Stacking up to the Competition

Speaking of power efficiency, Echeruo said that’s another advantage of the Max Series CPU. Not only is the proximity of the HBM to the CPU a power-saver, but so are the savings from relying on fewer systems and capacity that users generally need without HBM. So, you can likely say goodbye to many of those RAM sticks and say hello to HBM.

Intel is the first to add HBM to the x86 processors, which Echeruo said is a “major advantage for Intel.” As we look into the future, Echeruo believes the key is “to leverage our software stack and make HBM more attainable and user-friendly for customers.”

Speaking of user-friendliness, unlike GPUs with HBM, the Max Series CPU doesn’t require labor-intensive code changes, saving time and effort. “The less work customers have to do, the happier they are in the end,” says Echeruo, “and ultimately that’s great for Intel, too.”

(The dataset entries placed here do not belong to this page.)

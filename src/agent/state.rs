//! Shared run state and the reasoning-response grammar.
//!
//! [`AgentState`] is the single record of a research run: the query, the
//! evidence gathered by actions, the decision trace, and the step counter.
//! Only the orchestrator mutates it; engines and actions receive it by
//! reference and return values.
//!
//! The module also owns the textual command grammar the reasoning model
//! replies in: three labelled lines (`THOUGHT:`, `ACTION:`, `ACTION_INPUT:`)
//! parsed by [`parse_decision`] with a default-to-finish fallback on any
//! malformed output.

use std::path::PathBuf;

use serde::{Deserialize, Serialize};

/// Default rationale when the model omits a `THOUGHT:` line.
const DEFAULT_THOUGHT: &str = "Analyzing the query and deciding next steps.";
/// Default argument when the model omits an `ACTION_INPUT:` line.
const DEFAULT_ACTION_INPUT: &str = "No specific input needed";

/// An action the reasoning model can select.
#[derive(Debug, Clone, Copy, PartialEq, Eq, Serialize, Deserialize)]
#[serde(rename_all = "snake_case")]
pub enum Action {
    /// Query the local similarity index.
    SearchInternal,
    /// Query the live web-search provider.
    WebSearch,
    /// Stop gathering evidence and synthesize the report.
    Finish,
}

impl Action {
    /// Wire name of the action, as it appears in prompts and traces.
    #[must_use]
    pub const fn as_str(self) -> &'static str {
        match self {
            Self::SearchInternal => "search_internal",
            Self::WebSearch => "web_search",
            Self::Finish => "finish",
        }
    }
}

impl std::fmt::Display for Action {
    fn fmt(&self, f: &mut std::fmt::Formatter<'_>) -> std::fmt::Result {
        f.write_str(self.as_str())
    }
}

/// One reasoning decision: rationale, chosen action, action argument.
#[derive(Debug, Clone, Serialize, Deserialize)]
pub struct DecisionRecord {
    /// Step counter value at the time of the decision.
    pub step: usize,
    /// Model rationale for the choice.
    pub thought: String,
    /// The selected action.
    pub action: Action,
    /// Free-text argument for the action (usually a search query).
    pub action_input: String,
}

/// One executed tool call, successful or not.
#[derive(Debug, Clone, Serialize, Deserialize)]
pub struct ToolCallRecord {
    /// Tool name (`"search_internal"` or `"web_search"`).
    pub tool_name: String,
    /// The input the tool was invoked with.
    pub input: String,
    /// Result payload (JSON list of retrieved items), or the error
    /// description when `is_error` is set.
    pub output: String,
    /// Whether the call failed.
    pub is_error: bool,
}

/// A normalized result from the web-search provider.
#[derive(Debug, Clone, Serialize, Deserialize)]
pub struct WebResult {
    /// Result title.
    pub title: String,
    /// Result URL.
    pub url: String,
    /// Result content snippet (empty when the provider omits it).
    pub content: String,
    /// Provider relevance score, when reported.
    pub relevance_score: Option<f64>,
    /// Publication date, when reported.
    pub published_date: Option<String>,
}

/// Mutable state of a single research run.
#[derive(Debug, Clone)]
pub struct AgentState {
    /// The research question being answered.
    pub query: String,
    /// Corpus directory for internal search, if one is configured.
    pub corpus_location: Option<PathBuf>,
    /// Every reasoning decision made so far, in order.
    pub decision_trace: Vec<DecisionRecord>,
    /// Every executed tool call, in order, including failures.
    pub tool_calls: Vec<ToolCallRecord>,
    /// Text snippets retrieved from the local index.
    pub internal_evidence: Vec<String>,
    /// Results retrieved from the web-search provider.
    pub external_evidence: Vec<WebResult>,
    /// Number of actions executed. Incremented only by actions, never by
    /// reasoning calls.
    pub step: usize,
    /// Step budget; the router forces finish once `step >= max_steps`.
    pub max_steps: usize,
    /// The synthesized (or fallback) report, set once at the end of the run.
    pub final_report: Option<String>,
}

impl AgentState {
    /// Creates a fresh run state for `query`.
    #[must_use]
    pub fn new(query: impl Into<String>, corpus_location: Option<PathBuf>, max_steps: usize) -> Self {
        Self {
            query: query.into(),
            corpus_location,
            decision_trace: Vec::new(),
            tool_calls: Vec::new(),
            internal_evidence: Vec::new(),
            external_evidence: Vec::new(),
            step: 0,
            max_steps,
            final_report: None,
        }
    }

    /// The most recent decision, if any.
    #[must_use]
    pub fn last_decision(&self) -> Option<&DecisionRecord> {
        self.decision_trace.last()
    }
}

/// Parses a reasoning completion into `(thought, action, action_input)`.
///
/// The grammar is three labelled lines, matched case-insensitively on the
/// label and tolerant of reordering and omission:
///
/// ```text
/// THOUGHT: <rationale>
/// ACTION: <selector>
/// ACTION_INPUT: <argument>
/// ```
///
/// The action selector resolves by substring: `"internal"` selects
/// [`Action::SearchInternal`], `"web"` selects [`Action::WebSearch`],
/// `"finish"` selects [`Action::Finish`]. Anything else, including a
/// completely unlabelled response, resolves to [`Action::Finish`]. Missing
/// thought and input lines get fixed defaults. `"ACTION INPUT:"` is accepted
/// as a label spelling alongside `"ACTION_INPUT:"`.
#[must_use]
pub fn parse_decision(response: &str) -> (String, Action, String) {
    let mut thought = String::new();
    let mut action = Action::Finish;
    let mut action_input = String::new();

    for line in response.lines() {
        let line = line.trim();
        if let Some(rest) = strip_label(line, "THOUGHT:") {
            thought = rest.to_string();
        } else if let Some(rest) =
            strip_label(line, "ACTION_INPUT:").or_else(|| strip_label(line, "ACTION INPUT:"))
        {
            action_input = rest.to_string();
        } else if let Some(rest) = strip_label(line, "ACTION:") {
            let selector = rest.to_lowercase();
            if selector.contains("internal") {
                action = Action::SearchInternal;
            } else if selector.contains("web") {
                action = Action::WebSearch;
            } else if selector.contains("finish") {
                action = Action::Finish;
            }
        }
    }

    if thought.is_empty() {
        thought = DEFAULT_THOUGHT.to_string();
    }
    if action_input.is_empty() {
        action_input = DEFAULT_ACTION_INPUT.to_string();
    }

    (thought, action, action_input)
}

/// Strips a case-insensitive label prefix, returning the trimmed remainder.
fn strip_label<'a>(line: &'a str, label: &str) -> Option<&'a str> {
    match line.get(..label.len()) {
        Some(prefix) if prefix.eq_ignore_ascii_case(label) => {
            line.get(label.len()..).map(str::trim)
        }
        _ => None,
    }
}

And the innovation doesn’t stop here. A few weeks ago at the ISC High Performance ’23 conference, Intel showcased an upcoming high memory bandwidth product, a future Intel Xeon processor, code-named Granite Rapids with Multiplexer Combined Ranks.

A Better World, Thanks to HBM

Xeon Max is going to be used to extend the basic scientific understanding of the world. Echeruo says that this is, in part, what drives him forward.

“These products will be put into servers that drive companies and national labs to work on fundamental science, medicine or cloud infrastructure now and in the future,” Echeruo says.